*EXERCISE DESCRIPTION:* Each line below has to be output exactly, from first to last.

** EXERCISE DATA follows **

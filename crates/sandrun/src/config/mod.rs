use std::collections::HashMap;
use std::path::PathBuf;

use serde::Deserialize;
use thiserror::Error;

pub use crate::config::language::{LanguageConfig, LanguageId, UnknownLanguage};
use crate::types::ExecutionConfig;

pub mod language;
mod loader;

/// Example configuration embedded at compile time.
///
/// Library users can access this to generate a starter config file.
pub const EXAMPLE_CONFIG: &str = include_str!("../../sandrun.example.toml");

/// Environment variable overriding `defaults.timeout_seconds`
pub const ENV_TIMEOUT: &str = "SANDBOX_TIMEOUT";
/// Environment variable overriding `defaults.memory_limit_mb`
pub const ENV_MEMORY: &str = "MAX_MEMORY";
/// Environment variable overriding `defaults.cpu_time_limit_seconds`
pub const ENV_CPU_TIME: &str = "SANDBOX_CPU_TIME";

#[derive(Debug, Error)]
pub enum ConfigError {
    #[error("failed to parse config: {0}")]
    Parse(#[from] config::ConfigError),

    #[error("language '{0}' is not supported")]
    UnknownLanguage(String),

    #[error("invalid value {value:?} for environment variable {name}")]
    InvalidEnv { name: &'static str, value: String },

    #[error("invalid config: {0}")]
    Invalid(String),
}

/// Config for sandrun
#[derive(Debug, Clone, Deserialize)]
pub struct Config {
    /// Limits applied to every execution unless overridden
    #[serde(default)]
    pub defaults: ExecutionConfig,

    /// Largest accepted source text in bytes
    #[serde(default = "default_max_source_bytes")]
    pub max_source_bytes: usize,

    /// Per-stream capture cap in bytes; the rest is drained and dropped
    #[serde(default = "default_max_output_bytes")]
    pub max_output_bytes: usize,

    /// Where per-execution scratch directories are created
    #[serde(default)]
    pub workspace: WorkspaceConfig,

    /// Language settings keyed by language ID
    #[serde(default)]
    pub languages: HashMap<String, LanguageConfig>,
}

/// Scratch directory settings
#[derive(Debug, Clone, Deserialize)]
pub struct WorkspaceConfig {
    /// Parent directory (system temp dir if unset)
    #[serde(default)]
    pub root: Option<PathBuf>,

    /// Prefix for the randomly named directory
    #[serde(default = "default_workspace_prefix")]
    pub prefix: String,
}

impl Default for WorkspaceConfig {
    fn default() -> Self {
        Self {
            root: None,
            prefix: default_workspace_prefix(),
        }
    }
}

impl Config {
    /// Create a new config from the embedded example
    pub fn new() -> Self {
        Self::default()
    }

    /// Create a config with built-in defaults and no language entries
    pub fn empty() -> Self {
        Self {
            defaults: ExecutionConfig::default(),
            max_source_bytes: default_max_source_bytes(),
            max_output_bytes: default_max_output_bytes(),
            workspace: WorkspaceConfig::default(),
            languages: HashMap::new(),
        }
    }

    /// Settings for a language (defaults if the config has no entry)
    pub fn language(&self, id: LanguageId) -> LanguageConfig {
        self.languages.get(id.as_str()).cloned().unwrap_or_default()
    }

    /// Interpreter binary for a language
    pub fn interpreter(&self, id: LanguageId) -> PathBuf {
        self.language(id).interpreter_for(id)
    }

    /// Resolve limits for a language: defaults, then language limits
    pub fn language_limits(&self, id: LanguageId) -> ExecutionConfig {
        match self.language(id).limits {
            Some(ref limits) => self.defaults.with_overrides(limits),
            None => self.defaults,
        }
    }

    /// Apply `SANDBOX_TIMEOUT`, `MAX_MEMORY` and `SANDBOX_CPU_TIME` from the
    /// process environment to `defaults`
    pub fn with_env_overrides(self) -> Result<Self, ConfigError> {
        self.with_overrides_from(|name| std::env::var(name).ok())
    }

    /// Same as [`with_env_overrides`](Self::with_env_overrides) with a custom lookup
    pub fn with_overrides_from(
        mut self,
        lookup: impl Fn(&str) -> Option<String>,
    ) -> Result<Self, ConfigError> {
        if let Some(value) = env_seconds(&lookup, ENV_TIMEOUT)? {
            self.defaults.timeout_seconds = value;
        }
        if let Some(value) = env_seconds(&lookup, ENV_MEMORY)? {
            self.defaults.memory_limit_mb = value;
        }
        if let Some(value) = env_seconds(&lookup, ENV_CPU_TIME)? {
            self.defaults.cpu_time_limit_seconds = Some(value);
        }
        self.validate()?;
        Ok(self)
    }
}

impl Default for Config {
    fn default() -> Self {
        Self::parse_toml(EXAMPLE_CONFIG).expect("embedded default config should be valid")
    }
}

fn env_seconds(
    lookup: &impl Fn(&str) -> Option<String>,
    name: &'static str,
) -> Result<Option<u64>, ConfigError> {
    let Some(raw) = lookup(name) else {
        return Ok(None);
    };
    match raw.trim().parse::<u64>() {
        Ok(value) if value > 0 => Ok(Some(value)),
        _ => Err(ConfigError::InvalidEnv { name, value: raw }),
    }
}

fn default_max_source_bytes() -> usize {
    200_000
}

fn default_max_output_bytes() -> usize {
    1024 * 1024
}

fn default_workspace_prefix() -> String {
    "sandbox_".to_owned()
}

** End of EXERCISE DATA **

*ANSWER FOR THIS EXERCISE:*
filename crates/sandrun/src/config/mod.rs
use std::collections::HashMap;
use std::path::PathBuf;

use serde::Deserialize;
use thiserror::Error;

pub use crate::config::language::{LanguageConfig, LanguageId, UnknownLanguage};
use crate::types::ExecutionConfig;

pub mod language;
mod loader;

/// Example configuration embedded at compile time.
///
/// Library users can access this to generate a starter config file.
pub const EXAMPLE_CONFIG: &str = include_str!("../../sandrun.example.toml");

/// Environment variable overriding `defaults.timeout_seconds`
pub const ENV_TIMEOUT: &str = "SANDBOX_TIMEOUT";
/// Environment variable overriding `defaults.memory_limit_mb`
pub const ENV_MEMORY: &str = "MAX_MEMORY";
/// Environment variable overriding `defaults.cpu_time_limit_seconds`
pub const ENV_CPU_TIME: &str = "SANDBOX_CPU_TIME";

#[derive(Debug, Error)]
pub enum ConfigError {
    #[error("failed to parse config: {0}")]
    Parse(#[from] config::ConfigError),

    #[error("language '{0}' is not supported")]
    UnknownLanguage(String),

    #[error("invalid value {value:?} for environment variable {name}")]
    InvalidEnv { name: &'static str, value: String },

    #[error("invalid config: {0}")]
    Invalid(String),
}

/// Config for sandrun
#[derive(Debug, Clone, Deserialize)]
pub struct Config {
    /// Limits applied to every execution unless overridden
    #[serde(default)]
    pub defaults: ExecutionConfig,

    /// Largest accepted source text in bytes
    #[serde(default = "default_max_source_bytes")]
    pub max_source_bytes: usize,

    /// Per-stream capture cap in bytes; the rest is drained and dropped
    #[serde(default = "default_max_output_bytes")]
    pub max_output_bytes: usize,

    /// Where per-execution scratch directories are created
    #[serde(default)]
    pub workspace: WorkspaceConfig,

    /// Language settings keyed by language ID
    #[serde(default)]
    pub languages: HashMap<String, LanguageConfig>,
}

/// Scratch directory settings
#[derive(Debug, Clone, Deserialize)]
pub struct WorkspaceConfig {
    /// Parent directory (system temp dir if unset)
    #[serde(default)]
    pub root: Option<PathBuf>,

    /// Prefix for the randomly named directory
    #[serde(default = "default_workspace_prefix")]
    pub prefix: String,
}

impl Default for WorkspaceConfig {
    fn default() -> Self {
        Self {
            root: None,
            prefix: default_workspace_prefix(),
        }
    }
}

impl Config {
    /// Create a new config from the embedded example
    pub fn new() -> Self {
        Self::default()
    }

    /// Create a config with built-in defaults and no language entries
    pub fn empty() -> Self {
        Self {
            defaults: ExecutionConfig::default(),
            max_source_bytes: default_max_source_bytes(),
            max_output_bytes: default_max_output_bytes(),
            workspace: WorkspaceConfig::default(),
            languages: HashMap::new(),
        }
    }

    /// Settings for a language (defaults if the config has no entry)
    pub fn language(&self, id: LanguageId) -> LanguageConfig {
        self.languages.get(id.as_str()).cloned().unwrap_or_default()
    }

    /// Interpreter binary for a language
    pub fn interpreter(&self, id: LanguageId) -> PathBuf {
        self.language(id).interpreter_for(id)
    }

    /// Resolve limits for a language: defaults, then language limits
    pub fn language_limits(&self, id: LanguageId) -> ExecutionConfig {
        match self.language(id).limits {
            Some(ref limits) => self.defaults.with_overrides(limits),
            None => self.defaults,
        }
    }

    /// Apply `SANDBOX_TIMEOUT`, `MAX_MEMORY` and `SANDBOX_CPU_TIME` from the
    /// process environment to `defaults`
    pub fn with_env_overrides(self) -> Result<Self, ConfigError> {
        self.with_overrides_from(|name| std::env::var(name).ok())
    }

    /// Same as [`with_env_overrides`](Self::with_env_overrides) with a custom lookup
    pub fn with_overrides_from(
        mut self,
        lookup: impl Fn(&str) -> Option<String>,
    ) -> Result<Self, ConfigError> {
        if let Some(value) = env_seconds(&lookup, ENV_TIMEOUT)? {
            self.defaults.timeout_seconds = value;
        }
        if let Some(value) = env_seconds(&lookup, ENV_MEMORY)? {
            self.defaults.memory_limit_mb = value;
        }
        if let Some(value) = env_seconds(&lookup, ENV_CPU_TIME)? {
            self.defaults.cpu_time_limit_seconds = Some(value);
        }
        self.validate()?;
        Ok(self)
    }
}

impl Default for Config {
    fn default() -> Self {
        Self::parse_toml(EXAMPLE_CONFIG).expect("embedded default config should be valid")
    }
}

fn env_seconds(
    lookup: &impl Fn(&str) -> Option<String>,
    name: &'static str,
) -> Result<Option<u64>, ConfigError> {
    let Some(raw) = lookup(name) else {
        return Ok(None);
    };
    match raw.trim().parse::<u64>() {
        Ok(value) if value > 0 => Ok(Some(value)),
        _ => Err(ConfigError::InvalidEnv { name, value: raw }),
    }
}

fn default_max_source_bytes() -> usize {
    200_000
}

fn default_max_output_bytes() -> usize {
    1024 * 1024
}

fn default_workspace_prefix() -> String {
    "sandbox_".to_owned()
}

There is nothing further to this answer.